UNISON delegates agree: we can’t have integration ‘on the cheap’

photograph of Carol Sewell

UNISON delegates discussed the crisis across the NHS and social care services in a number of motions at the union’s national delegate conference in Brighton

And they called on the union to ask the TUC to call a national demonstration in defence of the NHS.

The NEC’s Carol Sewell (above) told the conference that “this has been the most austere decade the sector has ever experienced.

“Every aspect of health and social care is at breaking point. And the government consistently refuses to do anything about it.”

Jane Boswell of Yorkshire and Humberside said: “This is a huge national scandal, entirely the result of successive Tory governments slashing the funding of health and social care in the name of austerity.”

Speaker after speaker voiced concern for the “vulnerable members of society” who are suffering because of cuts and the privatisation of services.

One delegate noted that the government’s sustainability and transformation plans (STPs) in England, which include improved integration of services, involved “integrating one chronically underfunded service with another chronically underfunded service” and was a recipe for disaster.
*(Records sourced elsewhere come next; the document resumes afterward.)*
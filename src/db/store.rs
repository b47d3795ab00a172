use async_trait::async_trait;

use crate::api::job::models::NewJob;
use crate::api::job::service::ServiceError;
use crate::db::models::JobRow;
use crate::db::partial_update::FieldUpdateMap;

/// Persistence backend for job records
///
/// Implementations report "no such row" through `Option`/`bool` and leave
/// the mapping to `ServiceError::NotFound` to the service layer.
#[async_trait]
pub trait JobStore: Send + Sync {
    /// Check that the backend is reachable
    async fn ping(&self) -> Result<(), ServiceError>;

    /// Look up a job by its exact title
    async fn find_by_title(&self, title: &str) -> Result<Option<JobRow>, ServiceError>;

    /// Insert a job and return the stored row
    async fn insert(&self, job: &NewJob) -> Result<JobRow, ServiceError>;

    /// All jobs in store order
    async fn fetch_all(&self) -> Result<Vec<JobRow>, ServiceError>;

    /// All jobs owned by a company, in store order
    async fn fetch_by_company(&self, company_handle: &str) -> Result<Vec<JobRow>, ServiceError>;

    /// Apply a partial update, returning the updated row if `id` exists
    async fn update(&self, id: i32, updates: &FieldUpdateMap) -> Result<Option<JobRow>, ServiceError>;

    /// Delete a job, returning whether a row was removed
    async fn delete(&self, id: i32) -> Result<bool, ServiceError>;
}
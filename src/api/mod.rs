pub mod health;
pub mod job;
pub mod validation;
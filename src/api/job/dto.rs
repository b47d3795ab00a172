use serde::Serialize;
use crate::db::models::JobRow;

/// Response for a single job
#[derive(Serialize)]
pub struct JobResponse {
    pub job: JobRow,
}

/// Response for job listings
#[derive(Serialize)]
pub struct JobsResponse {
    pub jobs: Vec<JobRow>,
}

/// Response for a deleted job
#[derive(Serialize)]
pub struct DeletedResponse {
    pub deleted: i32,
}
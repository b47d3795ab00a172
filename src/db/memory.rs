use async_trait::async_trait;
use tokio::sync::RwLock;

use crate::api::job::models::NewJob;
use crate::api::job::service::ServiceError;
use crate::db::models::JobRow;
use crate::db::partial_update::{FieldUpdateMap, FieldValue};
use crate::db::store::JobStore;

#[derive(Default)]
struct Table {
    rows: Vec<JobRow>,
    next_id: i32,
}

/// In-process job store keeping rows in insertion order
///
/// Ids are assigned sequentially from 1, like a SERIAL column. Titles stay
/// unique across updates, like the `jobs.title` index.
#[derive(Default)]
pub struct MemoryJobStore {
    table: RwLock<Table>,
}

impl MemoryJobStore {
    pub fn new() -> Self {
        Self::default()
    }

    /// Store pre-populated with `jobs`, ids assigned in order
    pub fn with_jobs(jobs: Vec<NewJob>) -> Self {
        let rows: Vec<JobRow> = jobs
            .into_iter()
            .zip(1..)
            .map(|(job, id)| to_row(id, &job))
            .collect();
        let next_id = rows.len() as i32;

        Self {
            table: RwLock::new(Table { rows, next_id }),
        }
    }
}

fn to_row(id: i32, job: &NewJob) -> JobRow {
    JobRow {
        id,
        title: job.title.clone(),
        salary: job.salary,
        equity: job.equity.clone(),
        company_handle: job.company_handle.clone(),
    }
}

#[async_trait]
impl JobStore for MemoryJobStore {
    async fn ping(&self) -> Result<(), ServiceError> {
        Ok(())
    }

    async fn find_by_title(&self, title: &str) -> Result<Option<JobRow>, ServiceError> {
        let table = self.table.read().await;
        Ok(table.rows.iter().find(|row| row.title == title).cloned())
    }

    async fn insert(&self, job: &NewJob) -> Result<JobRow, ServiceError> {
        let mut table = self.table.write().await;
        table.next_id += 1;
        let row = to_row(table.next_id, job);
        table.rows.push(row.clone());
        Ok(row)
    }

    async fn fetch_all(&self) -> Result<Vec<JobRow>, ServiceError> {
        Ok(self.table.read().await.rows.clone())
    }

    async fn fetch_by_company(&self, company_handle: &str) -> Result<Vec<JobRow>, ServiceError> {
        let table = self.table.read().await;
        Ok(table
            .rows
            .iter()
            .filter(|row| row.company_handle == company_handle)
            .cloned()
            .collect())
    }

    async fn update(&self, id: i32, updates: &FieldUpdateMap) -> Result<Option<JobRow>, ServiceError> {
        if updates.is_empty() {
            return Err(ServiceError::BadInput("No data".to_string()));
        }

        let mut table = self.table.write().await;
        let Some(idx) = table.rows.iter().position(|row| row.id == id) else {
            return Ok(None);
        };

        for (_, value) in updates.entries() {
            if let FieldValue::Text(title) = value {
                if table.rows.iter().any(|row| row.id != id && row.title == *title) {
                    return Err(ServiceError::DuplicateEntity(title.clone()));
                }
            }
        }

        let row = &mut table.rows[idx];

        for (_, value) in updates.entries() {
            match value {
                FieldValue::Text(title) => row.title = title.clone(),
                FieldValue::Integer(salary) => row.salary = *salary,
                FieldValue::Decimal(equity) => row.equity = equity.clone(),
            }
        }

        Ok(Some(row.clone()))
    }

    async fn delete(&self, id: i32) -> Result<bool, ServiceError> {
        let mut table = self.table.write().await;
        let before = table.rows.len();
        table.rows.retain(|row| row.id != id);
        Ok(table.rows.len() < before)
    }
}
Another observed that “sustainability is a code for cuts, transformation code for privatisation.”

The NEC’s Jane Carolan said: “We have supported integration, but it’s not unconditional. We can’t have integration on the cheap. We need real and continued growth and investment.

“The largely privatised model of social care has been undermining standards of care and workforce terms and conditions,” she added. “It’s not fit for purpose and can’t be improved.”

Conference confirmed the union’s support for the principle of integrating health and social care, but warned against the government using integration as a “smokescreen” for cuts and privatisation.

It called for a campaign to highlight the government’s underfunding of both the NHS and social care, and the impact of that on service users and the predominantly low-paid female workforce.

The union will also highlight the case for the universal provision of social care on the basis of need, not profit, by the public sector.

“If the government is serious about any of this, it must get the funding right and start to value the staff,” said Carol Sewell.